As a participant-observer, I was a constant fixture within Ms. Jones’s ninety-minute low-level ESL class two to three times per week over the course of one academic year. I observed the art class for two ninety-minute periods, and the social studies classroom for a total of five 90-minute periods. Observations centered on student participation based on teacher engagement of their backgrounds. I conducted structured and unstructured interviews with Ms. Jones, Mrs. Edwards, and Mr. Wilson that focused on their approaches to eliciting students’ background knowledge. These interviews were conducted both independent of and after my classroom observations. Post-observation interviews allowed me to gather the teachers’ perspectives on specific discursive exchanges that took place during the class period, as well as their rationale behind certain pedagogic choices.

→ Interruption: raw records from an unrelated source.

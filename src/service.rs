//! Token-resolving facade over the stores.
//!
//! This is the seam the request layer calls: it owns the database handle and
//! the session registry, resolves the session token on every task operation,
//! and hands back plain records for the presentation layer to serialize.

use crate::db::Database;
use crate::error::{Error, Result};
use crate::report;
use crate::session::SessionRegistry;
use crate::types::{NewTask, ReportSnapshot, Task, TaskPatch, UserPublic};
use chrono::{DateTime, Utc};
use tracing::info;

pub struct Service {
    db: Database,
    sessions: SessionRegistry,
}

impl Service {
    pub fn new(db: Database, sessions: SessionRegistry) -> Self {
        Self { db, sessions }
    }

    /// Storage handle, for callers that need reads outside a session
    /// (administrative tooling, tests).
    pub fn db(&self) -> &Database {
        &self.db
    }

    fn require_user(&self, token: &str) -> Result<String> {
        self.sessions.resolve(token).ok_or(Error::InvalidSession)
    }

    // --- Accounts ---

    pub fn register(&self, email: &str, password: &str) -> Result<UserPublic> {
        let user = self.db.create_user(email, password)?;
        info!(user_id = %user.id, "user registered");
        Ok(user)
    }

    /// Authenticate and open a session. Returns the token the caller should
    /// hand to the client (cookie transport is its problem, not ours).
    pub fn login(&self, email: &str, password: &str) -> Result<String> {
        let user = self.db.authenticate_user(email, password)?;
        let token = self.sessions.create(&user.id);
        info!(user_id = %user.id, "session opened");
        Ok(token)
    }

    /// Close a session. A stale or unknown token is fine; logout never fails.
    pub fn logout(&self, token: &str) {
        self.sessions.destroy(token);
    }

    /// The user behind a live session.
    pub fn current_user(&self, token: &str) -> Result<UserPublic> {
        let user_id = self.require_user(token)?;
        self.db.get_user(&user_id)?.ok_or(Error::InvalidSession)
    }

    // --- Tasks ---

    pub fn create_task(&self, token: &str, draft: NewTask) -> Result<Task> {
        let user_id = self.require_user(token)?;
        self.db.create_task(&user_id, draft)
    }

    pub fn list_tasks(&self, token: &str) -> Result<Vec<Task>> {
        let user_id = self.require_user(token)?;
        self.db.list_tasks(&user_id)
    }

    pub fn get_task(&self, token: &str, task_id: i64) -> Result<Option<Task>> {
        let user_id = self.require_user(token)?;
        self.db.get_task(task_id, &user_id)
    }

    pub fn update_task(&self, token: &str, task_id: i64, patch: TaskPatch) -> Result<Task> {
        let user_id = self.require_user(token)?;
        self.db.update_task(task_id, &user_id, patch)
    }

    pub fn delete_task(&self, token: &str, task_id: i64) -> Result<()> {
        let user_id = self.require_user(token)?;
        self.db.delete_task(task_id, &user_id)
    }

    // --- Reporting ---

    /// Aggregate the caller's tasks at `as_of`. The snapshot is pure output;
    /// serializers downstream consume it without re-deriving anything.
    pub fn report_at(&self, token: &str, as_of: DateTime<Utc>) -> Result<ReportSnapshot> {
        let user_id = self.require_user(token)?;
        let tasks = self.db.list_tasks(&user_id)?;
        Ok(report::aggregate(&tasks, as_of))
    }

    /// [`Service::report_at`] with the current instant.
    pub fn report(&self, token: &str) -> Result<ReportSnapshot> {
        self.report_at(token, Utc::now())
    }

    /// Drop expired sessions. Exposed for the host process to call on
    /// whatever schedule it likes.
    pub fn sweep_sessions(&self) -> usize {
        self.sessions.sweep()
    }
}
//! Logging initialization for embedders.
//!
//! The core only emits `tracing` events; how they get anywhere is the host
//! process's call. `init` is a convenient default for binaries and tests.

use anyhow::Result;
use tracing_subscriber::{EnvFilter, fmt};

/// Install a stderr subscriber filtered by `RUST_LOG` (default `info`).
///
/// Returns an error if a global subscriber is already set; tests that call
/// this repeatedly should use [`try_init`] semantics and ignore the failure.
pub fn init() -> Result<()> {
    let filter = EnvFilter::try_from_default_env().unwrap_or_else(|_| EnvFilter::new("info"));
    fmt()
        .with_env_filter(filter)
        .with_writer(std::io::stderr)
        .try_init()
        .map_err(|e| anyhow::anyhow!("failed to set subscriber: {e}"))?;
    Ok(())
}
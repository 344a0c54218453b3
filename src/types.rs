//! Core types for the Primo persistence and reporting engine.

use chrono::NaiveDate;
use serde::{Deserialize, Serialize};
use std::collections::HashMap;

/// A registered user as stored (hash included). Never leaves the crate;
/// see [`UserPublic`] for the outward view.
#[derive(Debug, Clone)]
pub struct User {
    pub id: String,
    pub email: String,
    pub password_hash: String,
    pub created_at: i64,
}

/// Outward view of a user: everything except the credential hash.
#[derive(Debug, Clone, PartialEq, Eq, Serialize, Deserialize)]
pub struct UserPublic {
    pub id: String,
    pub email: String,
    pub created_at: i64,
}

impl From<User> for UserPublic {
    fn from(u: User) -> Self {
        Self {
            id: u.id,
            email: u.email,
            created_at: u.created_at,
        }
    }
}

/// Task status lifecycle.
#[derive(Debug, Clone, Copy, PartialEq, Eq, Hash, Serialize, Deserialize, Default)]
#[serde(rename_all = "snake_case")]
pub enum TaskStatus {
    #[default]
    Todo,
    InProgress,
    Completed,
}

impl TaskStatus {
    pub const ALL: [TaskStatus; 3] = [
        TaskStatus::Todo,
        TaskStatus::InProgress,
        TaskStatus::Completed,
    ];

    pub fn as_str(&self) -> &'static str {
        match self {
            TaskStatus::Todo => "todo",
            TaskStatus::InProgress => "in_progress",
            TaskStatus::Completed => "completed",
        }
    }

    pub fn parse(s: &str) -> Option<Self> {
        match s {
            "todo" => Some(TaskStatus::Todo),
            "in_progress" => Some(TaskStatus::InProgress),
            "completed" => Some(TaskStatus::Completed),
            _ => None,
        }
    }
}

/// Task priority.
#[derive(Debug, Clone, Copy, PartialEq, Eq, Hash, Serialize, Deserialize, Default)]
#[serde(rename_all = "snake_case")]
pub enum TaskPriority {
    Low,
    #[default]
    Medium,
    High,
    Urgent,
}

impl TaskPriority {
    pub const ALL: [TaskPriority; 4] = [
        TaskPriority::Low,
        TaskPriority::Medium,
        TaskPriority::High,
        TaskPriority::Urgent,
    ];

    pub fn as_str(&self) -> &'static str {
        match self {
            TaskPriority::Low => "low",
            TaskPriority::Medium => "medium",
            TaskPriority::High => "high",
            TaskPriority::Urgent => "urgent",
        }
    }

    pub fn parse(s: &str) -> Option<Self> {
        match s {
            "low" => Some(TaskPriority::Low),
            "medium" => Some(TaskPriority::Medium),
            "high" => Some(TaskPriority::High),
            "urgent" => Some(TaskPriority::Urgent),
            _ => None,
        }
    }
}

/// A task owned by exactly one user.
///
/// Timestamps are Unix milliseconds. `due_date` is a pure calendar date with
/// no time component; a stored value that fails to parse as ISO-8601 reads
/// back as `None`.
#[derive(Debug, Clone, PartialEq, Serialize, Deserialize)]
pub struct Task {
    pub id: i64,
    pub title: String,
    pub description: Option<String>,
    pub due_date: Option<NaiveDate>,
    pub priority: TaskPriority,
    pub status: TaskStatus,
    pub user_id: String,
    pub created_at: i64,
    pub updated_at: i64,
}

/// Input for creating a task. Priority and status default when omitted.
#[derive(Debug, Clone, Serialize, Deserialize)]
pub struct NewTask {
    pub title: String,
    #[serde(default)]
    pub description: Option<String>,
    #[serde(default)]
    pub due_date: Option<NaiveDate>,
    #[serde(default)]
    pub priority: TaskPriority,
    #[serde(default)]
    pub status: TaskStatus,
}

impl NewTask {
    /// Convenience constructor with defaults for everything but the title.
    pub fn titled(title: impl Into<String>) -> Self {
        Self {
            title: title.into(),
            description: None,
            due_date: None,
            priority: TaskPriority::default(),
            status: TaskStatus::default(),
        }
    }
}

/// Partial update: only the fields that are `Some` are applied.
///
/// The settable columns are exactly these five. The store interprets a patch
/// against a fetched row and writes one fixed UPDATE statement, never a
/// string-built one. A `None` field leaves the stored value untouched, so a
/// set description cannot be cleared through a patch.
#[derive(Debug, Clone, Default, Serialize, Deserialize)]
pub struct TaskPatch {
    #[serde(default)]
    pub title: Option<String>,
    #[serde(default)]
    pub description: Option<String>,
    #[serde(default)]
    pub due_date: Option<NaiveDate>,
    #[serde(default)]
    pub priority: Option<TaskPriority>,
    #[serde(default)]
    pub status: Option<TaskStatus>,
}

impl TaskPatch {
    pub fn is_empty(&self) -> bool {
        self.title.is_none()
            && self.description.is_none()
            && self.due_date.is_none()
            && self.priority.is_none()
            && self.status.is_none()
    }
}

/// Task age histogram over whole days at the report's `as_of` instant.
///
/// Boundaries are fixed: [0,7], [8,30], [31,90], (90,inf). Every task falls
/// in exactly one bucket; a creation timestamp in the future counts as age 0.
#[derive(Debug, Clone, Copy, Default, PartialEq, Eq, Serialize, Deserialize)]
pub struct AgeBuckets {
    pub days_0_7: i64,
    pub days_8_30: i64,
    pub days_31_90: i64,
    pub days_over_90: i64,
}

/// Point-in-time aggregate over one user's task set.
///
/// Produced by [`crate::report::aggregate`]; deterministic for a given task
/// sequence and `as_of`. Serializes directly for any downstream formatter.
#[derive(Debug, Clone, PartialEq, Serialize, Deserialize)]
pub struct ReportSnapshot {
    pub total: i64,
    /// Count per status label; every label present, zero-seeded.
    pub status_counts: HashMap<String, i64>,
    /// Count per priority label; every label present, zero-seeded.
    pub priority_counts: HashMap<String, i64>,
    /// Tasks past their due date and not completed. Tasks without a readable
    /// due date are excluded, not errors.
    pub overdue: i64,
    pub age_buckets: AgeBuckets,
    /// completed / total * 100, one decimal place; 0.0 for an empty set.
    pub completion_rate: f64,
}

#[cfg(test)]
mod tests {
    use super::*;

    #[test]
    fn status_round_trips_through_labels() {
        for status in TaskStatus::ALL {
            assert_eq!(TaskStatus::parse(status.as_str()), Some(status));
        }
        assert_eq!(TaskStatus::parse("done"), None);
    }

    #[test]
    fn priority_round_trips_through_labels() {
        for priority in TaskPriority::ALL {
            assert_eq!(TaskPriority::parse(priority.as_str()), Some(priority));
        }
        assert_eq!(TaskPriority::parse("critical"), None);
    }

    #[test]
    fn defaults_are_medium_and_todo() {
        let draft = NewTask::titled("x");
        assert_eq!(draft.priority, TaskPriority::Medium);
        assert_eq!(draft.status, TaskStatus::Todo);
    }

    #[test]
    fn empty_patch_is_empty() {
        assert!(TaskPatch::default().is_empty());
        let patch = TaskPatch {
            title: Some("t".into()),
            ..Default::default()
        };
        assert!(!patch.is_empty());
    }
}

Where possible, I also interviewed students about their levels of comprehension of content presented to them in these three classes. Interviews with the teachers most often took place during their planning periods. More than 100 hours were spent in the classrooms, which generated field data from observations and eleven interviews.
Data analysis occurred in several stages. Following methods outlined by Patton (2002) and Heath and Street (2008), upon transcription of interviews, I read through the data and generated codes from interview responses, background literature, and the conceptual framework. Three central themes emerged from this coding process: direct engagement, conscientious avoidance of, and missed opportunities to engage students’ background knowledge. Subthemes included teachers’ enactment of culturally relevant pedagogy, pedagogy devoid of cultural relevancy, and student responses to the teachers’ approaches. Using a constant comparative, or recursive perspective, data from observations and interviews were juxtaposed with my underlying assumptions or hunches, as well as theories and concepts from the literature in order to create a dialogue between existing explanations and ongoing data collection and analysis (Heath & Street, 2008).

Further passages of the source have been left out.